Альфонсина Планкенхорст остановившимся взором смотрела на говорившего.
– Я нашел ребенка в темной конуре без окон, почти ослепшим, смертельно больным. Он лежал совершенно голый, на грязном ложе, прикрытый каким-то рубищем.
Альфонсина вся дрожала как в лихорадке.
– Я забрал несчастного сироту с собой и заменил ему родного отца, чье имя – Отто Палвиц.
Альфонсина кинулась на софу и зарылась лицом в подушки. Обезумев от страха, госпожа Планкенхорст попятилась назад, к дочери, стараясь прикрыть ее собой.
Она побледнела и не отрывала от Рихарда полных ужаса глаз.
А он, не меняя тона, продолжал:
– Все бумаги, удостоверяющие происхождение ребенка, находятся в моих руках. У меня же – метрическое свидетельство и все письма его матери. Я могу немедленно предъявить эти документы тому, кто ими заинтересуется.
Госпожа Планкенхорст дрожала с ног до головы, у нее подгибались колени, словно под тяжестью непосильной ноши.
– …Но, – и Рихард гордо вскинул голову, – я обещал своему погибшему противнику, что, став отцом для ребенка, никогда и никому не открою имени его матери. Я дал слово дворянина. А так как продолжаю им быть в собственных глазах и поныне, то не назову этого имени и вам.

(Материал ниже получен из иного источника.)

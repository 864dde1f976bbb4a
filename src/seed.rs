//! CSV project seeding for demos and local runs.
//!
//! Reads a project export (one row per project, manager columns inline) and
//! produces drafts ready to feed through the project directory.

use std::io::Read;

use serde::Deserialize;

use crate::actors::{Actor, ActorId, ActorRole, MaritalStatus};
use crate::temporal::DateWindow;
use crate::workflows::projects::domain::{ProjectDraft, ProjectError, UnitTrack};

#[derive(Debug)]
pub enum SeedError {
    Io(std::io::Error),
    Csv(csv::Error),
    Row { line: u64, source: ProjectError },
    BadDate { line: u64, detail: String },
}

impl std::fmt::Display for SeedError {
    fn fmt(&self, f: &mut std::fmt::Formatter<'_>) -> std::fmt::Result {
        match self {
            SeedError::Io(err) => write!(f, "failed to read seed export: {}", err),
            SeedError::Csv(err) => write!(f, "invalid seed CSV data: {}", err),
            SeedError::Row { line, source } => write!(f, "seed row {} rejected: {}", line, source),
            SeedError::BadDate { line, detail } => {
                write!(f, "seed row {} has a bad date: {}", line, detail)
            }
        }
    }
}

impl std::error::Error for SeedError {
    fn source(&self) -> Option<&(dyn std::error::Error + 'static)> {
        match self {
            SeedError::Io(err) => Some(err),
            SeedError::Csv(err) => Some(err),
            SeedError::Row { source, .. } => Some(source),
            SeedError::BadDate { .. } => None,
        }
    }
}

impl From<std::io::Error> for SeedError {
    fn from(err: std::io::Error) -> Self {
        Self::Io(err)
    }
}

impl From<csv::Error> for SeedError {
    fn from(err: csv::Error) -> Self {
        Self::Csv(err)
    }
}

#[derive(Debug, Deserialize)]
struct SeedRow {
    name: String,
    neighbourhood: String,
    two_room_units: i64,
    two_room_price: i64,
    three_room_units: i64,
    three_room_price: i64,
    opens_on: String,
    closes_on: String,
    officer_capacity: u8,
    manager_id: String,
    manager_name: String,
    manager_age: u8,
}

/// A project draft paired with the manager who owns it.
#[derive(Debug, Clone)]
pub struct SeedProject {
    pub manager: Actor,
    pub draft: ProjectDraft,
}

pub fn load_projects<R: Read>(reader: R) -> Result<Vec<SeedProject>, SeedError> {
    let mut csv_reader = csv::ReaderBuilder::new()
        .trim(csv::Trim::All)
        .from_reader(reader);
    let mut projects = Vec::new();

    for (index, record) in csv_reader.deserialize::<SeedRow>().enumerate() {
        let line = index as u64 + 2;
        let row = record?;

        let date = |raw: &str| {
            crate::temporal::parse_date(raw).map_err(|detail| SeedError::BadDate { line, detail })
        };
        let window = DateWindow::new(date(&row.opens_on)?, date(&row.closes_on)?);

        let track = |units, price| {
            UnitTrack::new(units, price).map_err(|source| SeedError::Row { line, source })
        };

        projects.push(SeedProject {
            manager: Actor {
                id: ActorId(row.manager_id),
                name: row.manager_name,
                age: row.manager_age,
                marital_status: MaritalStatus::Married,
                role: ActorRole::Manager,
            },
            draft: ProjectDraft {
                name: row.name,
                neighbourhood: row.neighbourhood,
                two_room: track(row.two_room_units, row.two_room_price)?,
                three_room: track(row.three_room_units, row.three_room_price)?,
                window,
                officer_capacity: row.officer_capacity,
            },
        });
    }

    Ok(projects)
}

Вздох облегчения вырвался из груди госпожи Планкенхорст: сдавившая ее горло рука разжалась.
А Эдит подошла к Рихарду и с ангельской кротостью – Чей бы ни был этот ребенок, раз вы дали слово стать для него отцом, я буду ему матерью!
С этими словами она склонила голову на плечо Рихарда и крепко прижалась к его груди.
Потерпевшая крушение, поверженная во прах, баронесса высоко подняла над головой руки, как бы предавая их обоих проклятию, и дрожащим от негодования голосом прохрипела:
– Так забирай же ее с собой во имя владыки ада – сатаны и всех его присных!
………………………………………………
А Эдит и Рихард испытывали между тем райское блаженство.